Collected data entries
_ _ _ _ _
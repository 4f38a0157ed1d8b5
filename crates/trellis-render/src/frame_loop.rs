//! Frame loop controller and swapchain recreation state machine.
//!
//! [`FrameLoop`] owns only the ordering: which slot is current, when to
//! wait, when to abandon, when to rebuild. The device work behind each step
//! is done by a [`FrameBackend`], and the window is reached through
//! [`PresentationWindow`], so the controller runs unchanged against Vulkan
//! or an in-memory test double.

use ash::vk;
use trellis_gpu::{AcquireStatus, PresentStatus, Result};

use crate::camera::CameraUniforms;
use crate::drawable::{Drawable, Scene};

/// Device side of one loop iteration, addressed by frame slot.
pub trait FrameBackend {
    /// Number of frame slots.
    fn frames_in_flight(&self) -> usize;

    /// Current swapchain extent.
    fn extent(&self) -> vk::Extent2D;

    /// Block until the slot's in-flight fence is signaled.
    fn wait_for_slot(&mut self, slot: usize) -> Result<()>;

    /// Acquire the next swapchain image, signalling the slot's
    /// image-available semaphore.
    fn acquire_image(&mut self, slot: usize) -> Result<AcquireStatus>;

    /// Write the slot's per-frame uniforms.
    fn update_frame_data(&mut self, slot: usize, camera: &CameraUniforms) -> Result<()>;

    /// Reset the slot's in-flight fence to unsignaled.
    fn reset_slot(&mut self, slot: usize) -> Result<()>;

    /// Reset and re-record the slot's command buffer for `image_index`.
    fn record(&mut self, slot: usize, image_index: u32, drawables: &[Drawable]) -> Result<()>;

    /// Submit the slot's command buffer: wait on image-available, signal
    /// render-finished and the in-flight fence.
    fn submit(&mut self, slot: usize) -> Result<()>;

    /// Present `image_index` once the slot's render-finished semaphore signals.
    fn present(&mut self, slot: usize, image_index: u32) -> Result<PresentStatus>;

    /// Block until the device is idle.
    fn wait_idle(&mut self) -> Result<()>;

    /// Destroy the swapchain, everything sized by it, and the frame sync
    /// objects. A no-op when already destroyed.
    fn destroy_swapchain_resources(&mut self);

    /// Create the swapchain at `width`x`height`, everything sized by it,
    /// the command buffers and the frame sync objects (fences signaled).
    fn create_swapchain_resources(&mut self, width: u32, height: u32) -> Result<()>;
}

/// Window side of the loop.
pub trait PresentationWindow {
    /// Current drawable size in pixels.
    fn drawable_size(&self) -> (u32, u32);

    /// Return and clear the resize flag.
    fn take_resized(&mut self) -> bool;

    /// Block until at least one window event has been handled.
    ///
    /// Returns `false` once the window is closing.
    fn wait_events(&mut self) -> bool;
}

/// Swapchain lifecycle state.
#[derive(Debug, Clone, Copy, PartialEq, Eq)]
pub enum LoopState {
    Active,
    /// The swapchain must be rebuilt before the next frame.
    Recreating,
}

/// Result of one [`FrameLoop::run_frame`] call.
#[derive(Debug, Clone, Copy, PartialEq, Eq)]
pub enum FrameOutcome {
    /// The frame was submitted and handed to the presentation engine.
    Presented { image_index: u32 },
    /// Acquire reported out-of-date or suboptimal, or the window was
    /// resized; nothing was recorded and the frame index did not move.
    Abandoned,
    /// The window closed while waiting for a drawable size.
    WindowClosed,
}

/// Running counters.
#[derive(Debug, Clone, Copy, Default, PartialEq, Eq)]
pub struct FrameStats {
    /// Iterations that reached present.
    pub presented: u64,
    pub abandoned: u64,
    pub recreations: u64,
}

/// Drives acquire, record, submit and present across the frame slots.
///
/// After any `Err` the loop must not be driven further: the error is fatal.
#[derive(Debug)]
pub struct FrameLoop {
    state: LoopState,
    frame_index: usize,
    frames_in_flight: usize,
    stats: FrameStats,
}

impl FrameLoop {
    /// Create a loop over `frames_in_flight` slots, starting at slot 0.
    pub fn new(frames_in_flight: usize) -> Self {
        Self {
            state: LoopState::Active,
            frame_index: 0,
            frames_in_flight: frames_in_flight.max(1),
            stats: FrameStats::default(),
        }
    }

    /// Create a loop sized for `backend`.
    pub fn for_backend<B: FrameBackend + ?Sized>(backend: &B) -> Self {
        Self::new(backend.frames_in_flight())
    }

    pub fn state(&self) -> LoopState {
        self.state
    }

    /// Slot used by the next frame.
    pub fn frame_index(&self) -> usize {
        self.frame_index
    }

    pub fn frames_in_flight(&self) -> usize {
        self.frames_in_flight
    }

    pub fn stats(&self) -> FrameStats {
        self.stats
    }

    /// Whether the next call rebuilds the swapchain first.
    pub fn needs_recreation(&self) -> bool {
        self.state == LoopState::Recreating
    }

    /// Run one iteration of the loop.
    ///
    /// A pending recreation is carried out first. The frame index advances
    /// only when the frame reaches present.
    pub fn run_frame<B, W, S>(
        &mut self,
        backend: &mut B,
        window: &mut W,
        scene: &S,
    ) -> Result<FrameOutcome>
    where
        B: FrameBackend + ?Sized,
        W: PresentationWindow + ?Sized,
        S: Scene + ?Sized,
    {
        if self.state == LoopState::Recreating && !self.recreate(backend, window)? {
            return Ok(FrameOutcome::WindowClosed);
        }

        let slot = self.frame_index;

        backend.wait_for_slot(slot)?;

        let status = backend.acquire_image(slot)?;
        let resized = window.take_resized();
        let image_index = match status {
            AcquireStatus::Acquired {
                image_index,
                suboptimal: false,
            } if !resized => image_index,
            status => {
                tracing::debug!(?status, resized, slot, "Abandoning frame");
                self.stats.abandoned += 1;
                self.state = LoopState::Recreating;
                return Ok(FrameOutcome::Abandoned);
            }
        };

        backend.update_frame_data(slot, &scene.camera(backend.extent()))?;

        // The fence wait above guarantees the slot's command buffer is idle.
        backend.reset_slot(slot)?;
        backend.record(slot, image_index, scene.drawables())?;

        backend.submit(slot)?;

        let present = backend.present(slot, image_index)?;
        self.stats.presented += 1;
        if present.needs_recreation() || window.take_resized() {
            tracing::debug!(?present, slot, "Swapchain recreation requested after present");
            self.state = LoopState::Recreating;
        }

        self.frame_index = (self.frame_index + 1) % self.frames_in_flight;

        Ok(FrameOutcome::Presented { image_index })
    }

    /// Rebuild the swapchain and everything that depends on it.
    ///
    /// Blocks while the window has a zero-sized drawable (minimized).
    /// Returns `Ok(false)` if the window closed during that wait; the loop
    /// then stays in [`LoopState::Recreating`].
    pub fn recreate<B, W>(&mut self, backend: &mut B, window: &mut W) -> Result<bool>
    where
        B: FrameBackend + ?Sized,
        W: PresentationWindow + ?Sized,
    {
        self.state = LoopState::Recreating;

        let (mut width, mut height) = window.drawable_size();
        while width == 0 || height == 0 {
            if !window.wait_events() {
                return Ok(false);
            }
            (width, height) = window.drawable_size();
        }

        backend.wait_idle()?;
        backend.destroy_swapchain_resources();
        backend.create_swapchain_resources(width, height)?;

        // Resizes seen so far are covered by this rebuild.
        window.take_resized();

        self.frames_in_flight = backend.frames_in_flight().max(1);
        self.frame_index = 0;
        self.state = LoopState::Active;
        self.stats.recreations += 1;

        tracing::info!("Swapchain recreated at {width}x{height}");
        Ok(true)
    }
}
_ _ _ _ _
EXERCISE GOAL: Within the records above, how many lines include the word "once"? Only the number is wanted.

ANSWER BOX: 2